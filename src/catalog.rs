//! Offer catalog types and the persisted cache record.

use chrono::Utc;
use serde::{Deserialize, Serialize};
use sha2::{Digest, Sha256};
use std::collections::BTreeMap;

/// A single offer as published by the origin.
#[derive(Debug, Clone, PartialEq, Eq, Serialize, Deserialize)]
pub struct Offer {
  /// Short display label
  pub label: String,
  /// Description lines, in display order
  pub desc: Vec<String>,
}

/// The catalog maps offer codes to offers.
///
/// A BTreeMap keeps keys ordered, so the serialized form is canonical and
/// content comparison can work on the serialized bytes.
pub type Catalog = BTreeMap<String, Offer>;

/// Persisted snapshot of the catalog plus the validators needed to
/// revalidate it without re-transferring the body.
///
/// Wire field names are the short forms (`etag`, `lastModified`, `timestamp`,
/// `data`); the long forms are accepted on read for records written by older
/// builds.
#[derive(Debug, Clone, PartialEq, Eq, Serialize, Deserialize)]
pub struct CacheRecord {
  /// Opaque strong validator from the last successful fetch
  #[serde(
    rename = "etag",
    alias = "validatorTag",
    default,
    skip_serializing_if = "Option::is_none"
  )]
  pub validator_tag: Option<String>,

  /// Last-modification validator from the last successful fetch
  #[serde(
    rename = "lastModified",
    alias = "validatorTimestamp",
    default,
    skip_serializing_if = "Option::is_none"
  )]
  pub validator_timestamp: Option<String>,

  /// When this record was last confirmed valid against the origin
  /// (milliseconds since the epoch)
  #[serde(rename = "timestamp", alias = "fetchedAt")]
  pub fetched_at: i64,

  /// The catalog itself. Required: a record without a payload is malformed
  /// and reads back as absent.
  #[serde(rename = "data", alias = "payload")]
  pub payload: Catalog,
}

/// Current time in milliseconds since the epoch.
pub fn now_ms() -> i64 {
  Utc::now().timestamp_millis()
}

/// Content fingerprint of a catalog: SHA-256 over the canonical JSON form.
/// Equal content always hashes equal because map keys serialize in order.
pub fn fingerprint(catalog: &Catalog) -> String {
  let bytes = serde_json::to_vec(catalog).unwrap_or_default();
  let mut hasher = Sha256::new();
  hasher.update(&bytes);
  hex::encode(hasher.finalize())
}

#[cfg(test)]
mod tests {
  use super::*;

  fn sample_catalog() -> Catalog {
    let mut catalog = Catalog::new();
    catalog.insert(
      "PROMO10".to_string(),
      Offer {
        label: "Promo 10".to_string(),
        desc: vec!["5GB extra".to_string()],
      },
    );
    catalog
  }

  #[test]
  fn test_record_round_trips_through_json() {
    let record = CacheRecord {
      validator_tag: Some("\"v1\"".to_string()),
      validator_timestamp: Some("Mon, 01 Jan 2024 00:00:00 GMT".to_string()),
      fetched_at: 1_700_000_000_000,
      payload: sample_catalog(),
    };

    let json = serde_json::to_string(&record).unwrap();
    let back: CacheRecord = serde_json::from_str(&json).unwrap();
    assert_eq!(back, record);
  }

  #[test]
  fn test_record_uses_short_wire_names() {
    let record = CacheRecord {
      validator_tag: Some("v1".to_string()),
      validator_timestamp: None,
      fetched_at: 42,
      payload: Catalog::new(),
    };

    let json = serde_json::to_value(&record).unwrap();
    assert_eq!(json["etag"], "v1");
    assert_eq!(json["timestamp"], 42);
    assert!(json["data"].is_object());
    // Absent validators are omitted, not serialized as null
    assert!(json.get("lastModified").is_none());
  }

  #[test]
  fn test_record_accepts_long_field_names() {
    let json = r#"{
      "validatorTag": "v2",
      "validatorTimestamp": "Tue",
      "fetchedAt": 7,
      "payload": {"A1": {"label": "A", "desc": []}}
    }"#;

    let record: CacheRecord = serde_json::from_str(json).unwrap();
    assert_eq!(record.validator_tag.as_deref(), Some("v2"));
    assert_eq!(record.validator_timestamp.as_deref(), Some("Tue"));
    assert_eq!(record.fetched_at, 7);
    assert_eq!(record.payload.len(), 1);
  }

  #[test]
  fn test_record_without_payload_is_malformed() {
    let json = r#"{"etag": "v1", "timestamp": 7}"#;
    assert!(serde_json::from_str::<CacheRecord>(json).is_err());
  }

  #[test]
  fn test_fingerprint_tracks_content_only() {
    let a = sample_catalog();
    let b = sample_catalog();
    assert_eq!(fingerprint(&a), fingerprint(&b));

    let mut c = sample_catalog();
    c.insert(
      "PROMO20".to_string(),
      Offer {
        label: "Promo 20".to_string(),
        desc: vec![],
      },
    );
    assert_ne!(fingerprint(&a), fingerprint(&c));
  }
}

★ ★ ★ ★ ★

DIRECTIONS FOR THIS TASK:
Copy every line of the material, please, keeping it exactly the same.

ANSWER SECTION:
filename src/catalog.rs
//! Offer catalog types and the persisted cache record.

use chrono::Utc;
use serde::{Deserialize, Serialize};
use sha2::{Digest, Sha256};
use std::collections::BTreeMap;

/// A single offer as published by the origin.
#[derive(Debug, Clone, PartialEq, Eq, Serialize, Deserialize)]
pub struct Offer {
  /// Short display label
  pub label: String,
  /// Description lines, in display order
  pub desc: Vec<String>,
}

/// The catalog maps offer codes to offers.
///
/// A BTreeMap keeps keys ordered, so the serialized form is canonical and
/// content comparison can work on the serialized bytes.
pub type Catalog = BTreeMap<String, Offer>;

/// Persisted snapshot of the catalog plus the validators needed to
/// revalidate it without re-transferring the body.
///
/// Wire field names are the short forms (`etag`, `lastModified`, `timestamp`,
/// `data`); the long forms are accepted on read for records written by older
/// builds.
#[derive(Debug, Clone, PartialEq, Eq, Serialize, Deserialize)]
pub struct CacheRecord {
  /// Opaque strong validator from the last successful fetch
  #[serde(
    rename = "etag",
    alias = "validatorTag",
    default,
    skip_serializing_if = "Option::is_none"
  )]
  pub validator_tag: Option<String>,

  /// Last-modification validator from the last successful fetch
  #[serde(
    rename = "lastModified",
    alias = "validatorTimestamp",
    default,
    skip_serializing_if = "Option::is_none"
  )]
  pub validator_timestamp: Option<String>,

  /// When this record was last confirmed valid against the origin
  /// (milliseconds since the epoch)
  #[serde(rename = "timestamp", alias = "fetchedAt")]
  pub fetched_at: i64,

  /// The catalog itself. Required: a record without a payload is malformed
  /// and reads back as absent.
  #[serde(rename = "data", alias = "payload")]
  pub payload: Catalog,
}

/// Current time in milliseconds since the epoch.
pub fn now_ms() -> i64 {
  Utc::now().timestamp_millis()
}

/// Content fingerprint of a catalog: SHA-256 over the canonical JSON form.
/// Equal content always hashes equal because map keys serialize in order.
pub fn fingerprint(catalog: &Catalog) -> String {
  let bytes = serde_json::to_vec(catalog).unwrap_or_default();
  let mut hasher = Sha256::new();
  hasher.update(&bytes);
  hex::encode(hasher.finalize())
}

#[cfg(test)]
mod tests {
  use super::*;

  fn sample_catalog() -> Catalog {
    let mut catalog = Catalog::new();
    catalog.insert(
      "PROMO10".to_string(),
      Offer {
        label: "Promo 10".to_string(),
        desc: vec!["5GB extra".to_string()],
      },
    );
    catalog
  }

  #[test]
  fn test_record_round_trips_through_json() {
    let record = CacheRecord {
      validator_tag: Some("\"v1\"".to_string()),
      validator_timestamp: Some("Mon, 01 Jan 2024 00:00:00 GMT".to_string()),
      fetched_at: 1_700_000_000_000,
      payload: sample_catalog(),
    };

    let json = serde_json::to_string(&record).unwrap();
    let back: CacheRecord = serde_json::from_str(&json).unwrap();
    assert_eq!(back, record);
  }

  #[test]
  fn test_record_uses_short_wire_names() {
    let record = CacheRecord {
      validator_tag: Some("v1".to_string()),
      validator_timestamp: None,
      fetched_at: 42,
      payload: Catalog::new(),
    };

    let json = serde_json::to_value(&record).unwrap();
    assert_eq!(json["etag"], "v1");
    assert_eq!(json["timestamp"], 42);
    assert!(json["data"].is_object());
    // Absent validators are omitted, not serialized as null
    assert!(json.get("lastModified").is_none());
  }

  #[test]
  fn test_record_accepts_long_field_names() {
    let json = r#"{
      "validatorTag": "v2",
      "validatorTimestamp": "Tue",
      "fetchedAt": 7,
      "payload": {"A1": {"label": "A", "desc": []}}
    }"#;

    let record: CacheRecord = serde_json::from_str(json).unwrap();
    assert_eq!(record.validator_tag.as_deref(), Some("v2"));
    assert_eq!(record.validator_timestamp.as_deref(), Some("Tue"));
    assert_eq!(record.fetched_at, 7);
    assert_eq!(record.payload.len(), 1);
  }

  #[test]
  fn test_record_without_payload_is_malformed() {
    let json = r#"{"etag": "v1", "timestamp": 7}"#;
    assert!(serde_json::from_str::<CacheRecord>(json).is_err());
  }

  #[test]
  fn test_fingerprint_tracks_content_only() {
    let a = sample_catalog();
    let b = sample_catalog();
    assert_eq!(fingerprint(&a), fingerprint(&b));

    let mut c = sample_catalog();
    c.insert(
      "PROMO20".to_string(),
      Offer {
        label: "Promo 20".to_string(),
        desc: vec![],
      },
    );
    assert_ne!(fingerprint(&a), fingerprint(&c));
  }
}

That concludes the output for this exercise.